**Input for this task:**
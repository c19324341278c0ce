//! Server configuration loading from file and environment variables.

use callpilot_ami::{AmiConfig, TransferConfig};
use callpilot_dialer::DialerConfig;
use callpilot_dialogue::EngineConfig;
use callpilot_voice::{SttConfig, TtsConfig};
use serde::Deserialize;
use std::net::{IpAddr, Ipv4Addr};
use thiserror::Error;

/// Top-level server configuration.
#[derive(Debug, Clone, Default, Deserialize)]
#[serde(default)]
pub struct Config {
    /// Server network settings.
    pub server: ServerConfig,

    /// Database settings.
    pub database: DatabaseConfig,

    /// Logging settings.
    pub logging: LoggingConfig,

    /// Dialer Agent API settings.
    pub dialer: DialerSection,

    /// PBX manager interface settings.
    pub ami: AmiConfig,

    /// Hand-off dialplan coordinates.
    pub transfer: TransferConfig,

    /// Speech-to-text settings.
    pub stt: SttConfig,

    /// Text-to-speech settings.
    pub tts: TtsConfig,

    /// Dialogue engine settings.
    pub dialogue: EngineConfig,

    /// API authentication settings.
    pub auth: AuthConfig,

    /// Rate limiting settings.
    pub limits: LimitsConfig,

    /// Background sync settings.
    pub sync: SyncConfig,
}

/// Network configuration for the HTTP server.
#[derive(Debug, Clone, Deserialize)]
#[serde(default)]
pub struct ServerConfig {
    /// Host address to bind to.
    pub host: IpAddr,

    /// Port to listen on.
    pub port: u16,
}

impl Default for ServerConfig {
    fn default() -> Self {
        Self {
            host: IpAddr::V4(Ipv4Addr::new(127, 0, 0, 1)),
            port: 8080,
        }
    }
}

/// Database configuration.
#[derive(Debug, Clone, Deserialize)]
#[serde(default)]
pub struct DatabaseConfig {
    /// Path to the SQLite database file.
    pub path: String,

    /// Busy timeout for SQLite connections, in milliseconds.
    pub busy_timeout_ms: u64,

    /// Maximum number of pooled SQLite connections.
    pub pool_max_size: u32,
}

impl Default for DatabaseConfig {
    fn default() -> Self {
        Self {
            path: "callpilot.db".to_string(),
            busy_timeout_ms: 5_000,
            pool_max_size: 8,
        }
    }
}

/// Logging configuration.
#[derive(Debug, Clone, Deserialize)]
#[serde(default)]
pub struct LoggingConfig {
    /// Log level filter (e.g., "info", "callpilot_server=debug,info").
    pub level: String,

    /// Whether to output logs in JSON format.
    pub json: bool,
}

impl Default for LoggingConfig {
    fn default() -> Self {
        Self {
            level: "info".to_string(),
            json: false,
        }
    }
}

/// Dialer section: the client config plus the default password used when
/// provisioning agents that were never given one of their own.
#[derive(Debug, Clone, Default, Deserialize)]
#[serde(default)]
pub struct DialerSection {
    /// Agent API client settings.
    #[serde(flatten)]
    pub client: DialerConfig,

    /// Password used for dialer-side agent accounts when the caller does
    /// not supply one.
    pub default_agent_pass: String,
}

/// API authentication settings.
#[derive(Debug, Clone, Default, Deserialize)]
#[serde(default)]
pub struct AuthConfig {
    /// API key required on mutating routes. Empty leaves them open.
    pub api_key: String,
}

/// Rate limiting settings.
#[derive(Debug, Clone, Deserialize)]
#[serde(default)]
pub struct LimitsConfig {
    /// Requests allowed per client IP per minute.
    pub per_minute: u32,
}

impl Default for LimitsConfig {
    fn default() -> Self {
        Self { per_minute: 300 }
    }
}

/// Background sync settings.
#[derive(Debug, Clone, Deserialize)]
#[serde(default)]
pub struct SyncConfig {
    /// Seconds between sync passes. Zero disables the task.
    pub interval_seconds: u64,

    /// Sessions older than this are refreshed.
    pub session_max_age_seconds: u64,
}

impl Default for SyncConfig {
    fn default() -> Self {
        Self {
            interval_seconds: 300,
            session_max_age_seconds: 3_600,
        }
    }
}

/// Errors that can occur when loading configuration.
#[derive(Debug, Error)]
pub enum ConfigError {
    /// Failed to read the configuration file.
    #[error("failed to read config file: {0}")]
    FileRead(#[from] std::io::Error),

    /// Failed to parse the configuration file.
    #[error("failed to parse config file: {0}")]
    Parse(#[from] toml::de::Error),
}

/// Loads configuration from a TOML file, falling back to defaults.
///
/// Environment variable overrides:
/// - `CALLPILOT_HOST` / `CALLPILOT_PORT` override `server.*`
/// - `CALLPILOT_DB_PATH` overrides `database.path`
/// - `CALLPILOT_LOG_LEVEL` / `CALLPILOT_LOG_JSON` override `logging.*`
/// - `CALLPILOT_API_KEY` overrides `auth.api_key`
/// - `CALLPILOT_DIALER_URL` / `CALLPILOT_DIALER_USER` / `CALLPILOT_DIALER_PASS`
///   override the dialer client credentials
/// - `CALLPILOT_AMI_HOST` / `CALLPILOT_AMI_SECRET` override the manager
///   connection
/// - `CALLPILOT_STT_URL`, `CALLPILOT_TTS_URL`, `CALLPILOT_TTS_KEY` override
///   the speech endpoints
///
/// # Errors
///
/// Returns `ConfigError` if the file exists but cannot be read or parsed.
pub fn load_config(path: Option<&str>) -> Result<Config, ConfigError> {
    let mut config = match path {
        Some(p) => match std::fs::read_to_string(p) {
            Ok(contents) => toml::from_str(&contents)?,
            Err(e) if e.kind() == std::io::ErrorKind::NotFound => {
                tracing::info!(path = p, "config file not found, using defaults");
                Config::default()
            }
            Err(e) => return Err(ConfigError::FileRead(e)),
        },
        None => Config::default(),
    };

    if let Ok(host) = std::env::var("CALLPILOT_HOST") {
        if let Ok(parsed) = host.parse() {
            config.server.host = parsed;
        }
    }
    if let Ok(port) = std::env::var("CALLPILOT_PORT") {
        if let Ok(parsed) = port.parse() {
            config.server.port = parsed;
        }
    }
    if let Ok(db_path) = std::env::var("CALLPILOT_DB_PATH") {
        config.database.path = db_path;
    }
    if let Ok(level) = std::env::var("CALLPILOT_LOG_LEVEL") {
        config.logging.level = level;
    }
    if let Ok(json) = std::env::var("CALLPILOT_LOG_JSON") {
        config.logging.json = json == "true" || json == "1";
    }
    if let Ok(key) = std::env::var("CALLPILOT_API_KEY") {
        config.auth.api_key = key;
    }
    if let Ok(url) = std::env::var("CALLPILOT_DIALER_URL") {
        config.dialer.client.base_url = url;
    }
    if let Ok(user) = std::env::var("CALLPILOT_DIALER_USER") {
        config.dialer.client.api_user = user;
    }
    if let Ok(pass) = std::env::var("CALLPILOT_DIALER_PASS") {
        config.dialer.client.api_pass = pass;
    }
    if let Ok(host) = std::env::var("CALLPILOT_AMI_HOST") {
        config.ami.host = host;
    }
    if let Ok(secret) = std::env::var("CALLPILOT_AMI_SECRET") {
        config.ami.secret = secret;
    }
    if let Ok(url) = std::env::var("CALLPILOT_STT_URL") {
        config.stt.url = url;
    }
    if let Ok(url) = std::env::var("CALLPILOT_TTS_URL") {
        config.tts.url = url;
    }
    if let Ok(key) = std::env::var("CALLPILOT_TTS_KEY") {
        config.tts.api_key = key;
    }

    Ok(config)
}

==

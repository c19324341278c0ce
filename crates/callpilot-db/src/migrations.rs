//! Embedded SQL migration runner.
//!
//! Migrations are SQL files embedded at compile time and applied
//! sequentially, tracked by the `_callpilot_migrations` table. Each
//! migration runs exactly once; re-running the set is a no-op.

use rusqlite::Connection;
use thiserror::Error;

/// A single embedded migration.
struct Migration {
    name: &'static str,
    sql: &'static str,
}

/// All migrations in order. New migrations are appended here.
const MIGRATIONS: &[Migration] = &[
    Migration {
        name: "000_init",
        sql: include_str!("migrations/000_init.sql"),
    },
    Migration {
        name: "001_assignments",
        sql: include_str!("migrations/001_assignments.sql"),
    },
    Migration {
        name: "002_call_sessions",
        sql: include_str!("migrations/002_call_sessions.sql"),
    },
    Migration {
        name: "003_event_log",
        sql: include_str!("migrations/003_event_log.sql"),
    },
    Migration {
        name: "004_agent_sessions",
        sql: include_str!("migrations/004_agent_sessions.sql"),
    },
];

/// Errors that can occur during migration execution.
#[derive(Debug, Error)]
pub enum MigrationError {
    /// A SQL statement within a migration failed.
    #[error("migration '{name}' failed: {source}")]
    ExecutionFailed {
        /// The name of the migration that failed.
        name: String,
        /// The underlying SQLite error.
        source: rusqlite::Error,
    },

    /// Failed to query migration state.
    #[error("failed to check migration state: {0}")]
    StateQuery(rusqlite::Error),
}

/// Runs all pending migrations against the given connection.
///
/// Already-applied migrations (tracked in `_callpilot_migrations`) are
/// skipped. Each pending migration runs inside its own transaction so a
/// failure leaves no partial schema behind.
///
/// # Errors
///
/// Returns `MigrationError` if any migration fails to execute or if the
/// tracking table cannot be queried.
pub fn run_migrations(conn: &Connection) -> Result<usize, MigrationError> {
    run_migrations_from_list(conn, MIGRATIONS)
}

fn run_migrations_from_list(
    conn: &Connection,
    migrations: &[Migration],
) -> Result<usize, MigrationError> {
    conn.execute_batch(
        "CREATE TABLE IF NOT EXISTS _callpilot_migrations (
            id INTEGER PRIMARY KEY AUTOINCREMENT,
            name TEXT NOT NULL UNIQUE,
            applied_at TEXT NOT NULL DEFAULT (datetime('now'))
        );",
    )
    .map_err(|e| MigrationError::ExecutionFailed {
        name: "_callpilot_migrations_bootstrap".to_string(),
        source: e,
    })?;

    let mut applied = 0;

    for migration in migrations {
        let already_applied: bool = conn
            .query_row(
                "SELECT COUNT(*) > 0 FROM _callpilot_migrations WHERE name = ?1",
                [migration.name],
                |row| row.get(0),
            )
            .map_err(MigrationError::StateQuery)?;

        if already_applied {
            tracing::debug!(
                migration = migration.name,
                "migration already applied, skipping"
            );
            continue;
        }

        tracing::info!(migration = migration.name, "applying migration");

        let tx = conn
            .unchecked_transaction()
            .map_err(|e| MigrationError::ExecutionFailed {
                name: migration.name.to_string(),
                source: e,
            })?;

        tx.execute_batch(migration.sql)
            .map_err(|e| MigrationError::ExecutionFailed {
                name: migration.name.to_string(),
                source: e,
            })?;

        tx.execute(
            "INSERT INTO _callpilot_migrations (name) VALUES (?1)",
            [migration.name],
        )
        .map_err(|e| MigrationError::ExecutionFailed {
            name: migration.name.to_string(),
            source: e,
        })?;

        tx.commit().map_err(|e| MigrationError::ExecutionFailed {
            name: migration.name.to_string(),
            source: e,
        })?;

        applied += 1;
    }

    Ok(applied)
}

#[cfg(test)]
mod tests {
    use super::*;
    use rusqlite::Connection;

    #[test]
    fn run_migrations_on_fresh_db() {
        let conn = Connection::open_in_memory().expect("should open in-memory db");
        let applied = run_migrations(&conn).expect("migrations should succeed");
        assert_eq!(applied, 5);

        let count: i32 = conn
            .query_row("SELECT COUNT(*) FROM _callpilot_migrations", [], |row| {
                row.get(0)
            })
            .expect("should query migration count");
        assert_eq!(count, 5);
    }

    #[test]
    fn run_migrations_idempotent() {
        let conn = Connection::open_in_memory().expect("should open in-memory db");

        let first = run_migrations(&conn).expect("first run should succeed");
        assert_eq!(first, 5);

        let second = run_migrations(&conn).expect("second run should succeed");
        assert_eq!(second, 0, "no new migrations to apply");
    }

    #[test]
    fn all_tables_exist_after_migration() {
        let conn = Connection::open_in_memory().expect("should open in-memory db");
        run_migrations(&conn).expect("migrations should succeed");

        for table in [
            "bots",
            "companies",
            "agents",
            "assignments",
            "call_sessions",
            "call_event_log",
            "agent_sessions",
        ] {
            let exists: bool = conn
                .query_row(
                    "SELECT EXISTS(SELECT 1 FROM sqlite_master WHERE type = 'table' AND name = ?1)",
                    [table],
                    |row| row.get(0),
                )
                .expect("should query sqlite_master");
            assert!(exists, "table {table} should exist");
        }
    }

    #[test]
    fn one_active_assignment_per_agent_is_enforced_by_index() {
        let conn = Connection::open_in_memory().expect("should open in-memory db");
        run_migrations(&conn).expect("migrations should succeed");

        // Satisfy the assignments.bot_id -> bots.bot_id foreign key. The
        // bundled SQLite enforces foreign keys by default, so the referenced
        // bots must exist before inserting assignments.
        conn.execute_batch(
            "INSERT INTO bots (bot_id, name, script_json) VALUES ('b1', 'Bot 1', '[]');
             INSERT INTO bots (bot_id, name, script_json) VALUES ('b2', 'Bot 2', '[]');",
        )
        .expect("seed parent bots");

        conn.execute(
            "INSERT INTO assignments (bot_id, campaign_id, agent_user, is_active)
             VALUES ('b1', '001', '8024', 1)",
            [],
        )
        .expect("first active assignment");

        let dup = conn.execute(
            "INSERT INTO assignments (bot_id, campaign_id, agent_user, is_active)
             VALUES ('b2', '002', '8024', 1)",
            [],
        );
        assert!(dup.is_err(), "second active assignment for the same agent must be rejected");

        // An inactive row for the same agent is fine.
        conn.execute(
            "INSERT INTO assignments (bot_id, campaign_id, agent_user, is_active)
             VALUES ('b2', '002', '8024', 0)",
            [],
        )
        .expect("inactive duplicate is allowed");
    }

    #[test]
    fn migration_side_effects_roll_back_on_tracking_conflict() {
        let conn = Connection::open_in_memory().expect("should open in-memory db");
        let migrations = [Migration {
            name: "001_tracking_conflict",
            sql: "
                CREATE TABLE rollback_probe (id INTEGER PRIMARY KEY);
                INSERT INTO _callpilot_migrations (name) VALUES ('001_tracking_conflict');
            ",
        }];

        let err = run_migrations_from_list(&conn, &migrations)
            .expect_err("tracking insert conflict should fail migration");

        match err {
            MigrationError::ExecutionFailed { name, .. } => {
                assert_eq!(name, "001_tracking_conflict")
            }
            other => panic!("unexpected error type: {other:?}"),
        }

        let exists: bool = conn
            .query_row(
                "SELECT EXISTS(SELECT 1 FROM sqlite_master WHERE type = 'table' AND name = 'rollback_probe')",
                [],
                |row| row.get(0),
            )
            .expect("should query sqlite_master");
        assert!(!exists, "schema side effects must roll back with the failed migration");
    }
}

==

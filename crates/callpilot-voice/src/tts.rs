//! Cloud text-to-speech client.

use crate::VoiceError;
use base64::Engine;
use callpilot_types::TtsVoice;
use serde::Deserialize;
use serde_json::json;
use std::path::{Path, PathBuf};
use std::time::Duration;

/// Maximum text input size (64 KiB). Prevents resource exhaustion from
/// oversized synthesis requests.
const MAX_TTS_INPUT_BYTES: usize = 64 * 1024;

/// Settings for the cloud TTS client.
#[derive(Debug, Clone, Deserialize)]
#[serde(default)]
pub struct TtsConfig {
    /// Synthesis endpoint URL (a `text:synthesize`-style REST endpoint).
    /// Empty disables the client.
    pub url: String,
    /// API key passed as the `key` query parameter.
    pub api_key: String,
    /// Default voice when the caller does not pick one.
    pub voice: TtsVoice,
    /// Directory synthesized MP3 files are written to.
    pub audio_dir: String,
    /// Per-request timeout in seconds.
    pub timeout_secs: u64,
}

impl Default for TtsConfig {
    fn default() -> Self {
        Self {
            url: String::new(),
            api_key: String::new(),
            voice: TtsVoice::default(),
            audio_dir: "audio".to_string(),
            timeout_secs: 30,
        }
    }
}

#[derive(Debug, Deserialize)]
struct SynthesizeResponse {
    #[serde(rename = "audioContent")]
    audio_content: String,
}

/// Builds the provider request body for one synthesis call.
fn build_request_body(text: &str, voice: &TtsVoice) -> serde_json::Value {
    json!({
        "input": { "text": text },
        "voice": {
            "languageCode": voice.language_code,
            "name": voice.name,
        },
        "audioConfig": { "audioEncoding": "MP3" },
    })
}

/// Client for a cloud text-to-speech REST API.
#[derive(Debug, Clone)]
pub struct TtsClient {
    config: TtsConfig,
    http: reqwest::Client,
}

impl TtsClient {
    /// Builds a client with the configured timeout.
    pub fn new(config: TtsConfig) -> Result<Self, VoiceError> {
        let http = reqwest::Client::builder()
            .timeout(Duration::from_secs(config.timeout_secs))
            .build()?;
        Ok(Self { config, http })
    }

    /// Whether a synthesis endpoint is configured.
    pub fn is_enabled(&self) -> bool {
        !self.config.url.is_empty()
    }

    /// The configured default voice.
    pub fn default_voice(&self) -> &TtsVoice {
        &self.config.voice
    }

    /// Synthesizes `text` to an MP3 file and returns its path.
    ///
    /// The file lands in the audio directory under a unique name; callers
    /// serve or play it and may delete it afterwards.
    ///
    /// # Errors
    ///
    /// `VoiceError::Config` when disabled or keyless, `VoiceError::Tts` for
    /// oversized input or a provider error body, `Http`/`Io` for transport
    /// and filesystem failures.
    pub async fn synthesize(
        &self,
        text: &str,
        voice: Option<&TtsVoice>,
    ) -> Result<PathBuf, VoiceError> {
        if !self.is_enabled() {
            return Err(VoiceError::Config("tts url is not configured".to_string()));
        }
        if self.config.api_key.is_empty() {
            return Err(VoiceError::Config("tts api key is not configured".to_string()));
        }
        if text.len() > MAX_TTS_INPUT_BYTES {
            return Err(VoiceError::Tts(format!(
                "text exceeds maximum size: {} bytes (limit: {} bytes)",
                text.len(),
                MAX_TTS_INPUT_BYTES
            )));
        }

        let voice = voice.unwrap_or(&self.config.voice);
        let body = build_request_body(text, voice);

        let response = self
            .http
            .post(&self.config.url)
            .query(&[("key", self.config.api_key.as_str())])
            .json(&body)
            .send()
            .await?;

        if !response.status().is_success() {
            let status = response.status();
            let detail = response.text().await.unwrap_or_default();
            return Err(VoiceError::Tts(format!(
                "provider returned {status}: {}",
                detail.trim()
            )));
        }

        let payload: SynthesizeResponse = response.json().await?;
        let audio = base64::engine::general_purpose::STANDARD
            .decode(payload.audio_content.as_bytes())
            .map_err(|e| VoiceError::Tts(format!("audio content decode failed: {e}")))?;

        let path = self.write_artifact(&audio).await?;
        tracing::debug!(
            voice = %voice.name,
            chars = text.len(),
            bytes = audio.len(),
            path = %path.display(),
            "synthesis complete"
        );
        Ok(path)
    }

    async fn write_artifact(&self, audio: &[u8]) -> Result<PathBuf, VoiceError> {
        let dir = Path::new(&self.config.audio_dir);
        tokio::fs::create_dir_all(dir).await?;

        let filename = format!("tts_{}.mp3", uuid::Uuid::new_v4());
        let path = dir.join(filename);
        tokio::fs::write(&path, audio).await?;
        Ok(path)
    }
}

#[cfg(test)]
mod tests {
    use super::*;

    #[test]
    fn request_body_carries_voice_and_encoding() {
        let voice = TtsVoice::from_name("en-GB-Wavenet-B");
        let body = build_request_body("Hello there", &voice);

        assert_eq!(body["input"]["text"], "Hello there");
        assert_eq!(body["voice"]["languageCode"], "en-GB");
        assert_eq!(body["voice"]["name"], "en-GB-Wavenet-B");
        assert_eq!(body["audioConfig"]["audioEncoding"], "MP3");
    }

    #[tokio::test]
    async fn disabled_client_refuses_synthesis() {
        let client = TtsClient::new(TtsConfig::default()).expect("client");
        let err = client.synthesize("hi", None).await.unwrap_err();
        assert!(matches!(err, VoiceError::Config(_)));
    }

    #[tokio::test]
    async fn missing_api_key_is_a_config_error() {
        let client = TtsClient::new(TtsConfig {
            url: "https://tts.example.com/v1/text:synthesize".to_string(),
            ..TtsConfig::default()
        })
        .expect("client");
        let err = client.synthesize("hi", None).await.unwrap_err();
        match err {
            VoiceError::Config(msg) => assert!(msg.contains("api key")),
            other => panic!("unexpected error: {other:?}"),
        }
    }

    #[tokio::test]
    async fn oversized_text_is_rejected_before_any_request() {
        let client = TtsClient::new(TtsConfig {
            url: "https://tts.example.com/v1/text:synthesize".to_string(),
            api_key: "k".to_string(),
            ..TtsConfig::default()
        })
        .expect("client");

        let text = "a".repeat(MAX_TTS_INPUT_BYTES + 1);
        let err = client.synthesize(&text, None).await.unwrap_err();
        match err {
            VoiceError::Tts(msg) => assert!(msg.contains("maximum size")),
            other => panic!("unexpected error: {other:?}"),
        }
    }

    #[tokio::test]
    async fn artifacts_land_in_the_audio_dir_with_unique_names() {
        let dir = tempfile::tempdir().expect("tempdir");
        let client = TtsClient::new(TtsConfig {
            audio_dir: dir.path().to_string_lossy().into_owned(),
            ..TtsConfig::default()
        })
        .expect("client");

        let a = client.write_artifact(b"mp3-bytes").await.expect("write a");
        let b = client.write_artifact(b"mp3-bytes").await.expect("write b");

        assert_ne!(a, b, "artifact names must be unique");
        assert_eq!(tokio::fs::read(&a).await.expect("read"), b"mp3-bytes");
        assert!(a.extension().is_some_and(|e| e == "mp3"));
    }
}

**Task:** Please show every line of the material that contains the string "const".

**Task response:**
const MIGRATIONS: &[Migration] = &[
const MAX_TTS_INPUT_BYTES: usize = 64 * 1024;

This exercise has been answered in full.